Sunday, November 07, 2010

In my earliest days at primary school an essential tool for writing and drawing was a slate. These were much in evidence when on Friday I visited Scotland Street school, one of Rennie Mackintosh's fine buildings that is now a museum showing the school life of yesteryear.

I went round the museum with an object in my hands that was extraordinarily like a slate and which had writing and drawings on it. But this was an Ipad and I was participating in a site specific theatrical presentation called Alma Mater developed by Fish and Game and presented as part of a get together of the International network for contemporary performing arts.

The drawings were technically speaking a video, and I was led around the building by a series of children who appeared on the screen. It was a bit weird to walk along a corridor following a child who was in the video image of the corridor but wasn't in the real corridor and to encounter other members of the virtual school community in various situations.

It was entertaining and enjoyable, but keeping an eye on the screen and on the real world at the same time (to avoid tripping on the stairs for example) meant that I didn't think much about what it was all in aid of, i.e. its artistic purpose!

Fortunately I had a handout that I read afterwards that spelt it all out. It's quite long so I'll just quote wee bits of it:

"....Alma Mater follows children learning how to behave, resisting their own playful, carnal desires and submitting to the world of adults. ......Mackintosh employed images of growth up through the vertical levels of the school......the film echoes this growth both in the size of the children's bodies and in the accumulation of knowledge gained on the journey through the school...."

At the Traverse earlier in the week Wedekind's Spring Awakening also put slates to good use but here the children were not resisting their playful, carnal desires and the poor dears paid the price.

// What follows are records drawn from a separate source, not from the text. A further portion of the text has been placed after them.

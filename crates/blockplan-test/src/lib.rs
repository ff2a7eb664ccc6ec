//! Shared test fixtures for blockplan crates.
//!
//! This crate provides small cities, scripted engines and recording doubles.
//! It does NOT depend on `blockplan-optimizer` so the optimizer can use it
//! from its own unit tests.
//!
//! - [`city`] - City builder, standard service categories, conversion scenarios
//! - [`provision`] - Provision engine that records its calls
//! - [`engine`] - MILP engine returning scripted outcomes
//!
//! # Usage
//!
//! ```toml
//! [dev-dependencies]
//! blockplan-test = { workspace = true }
//! ```
//!
//! ```ignore
//! use blockplan_test::city::{conversion_city, CityFixture};
//! use blockplan_test::provision::RecordingProvision;
//! ```

pub mod city;
pub mod engine;
pub mod provision;

pub use city::{conversion_city, standard_categories, CityFixture};
pub use engine::ScriptedEngine;
pub use provision::{RecordedCall, RecordingProvision};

The Guardian review gave it four stars and I will admit to having admired the staging (apart from the tedious back and fro of the big blackboard) and the capabilities of the actors but I just didn't engage with the piece at all, probably because whatever adolescent angst I experienced has vanished into the mists of time and the shock value of the play along with it.

Maybe the rock musical version would have got me scribbling on my slate with more enthusiasm.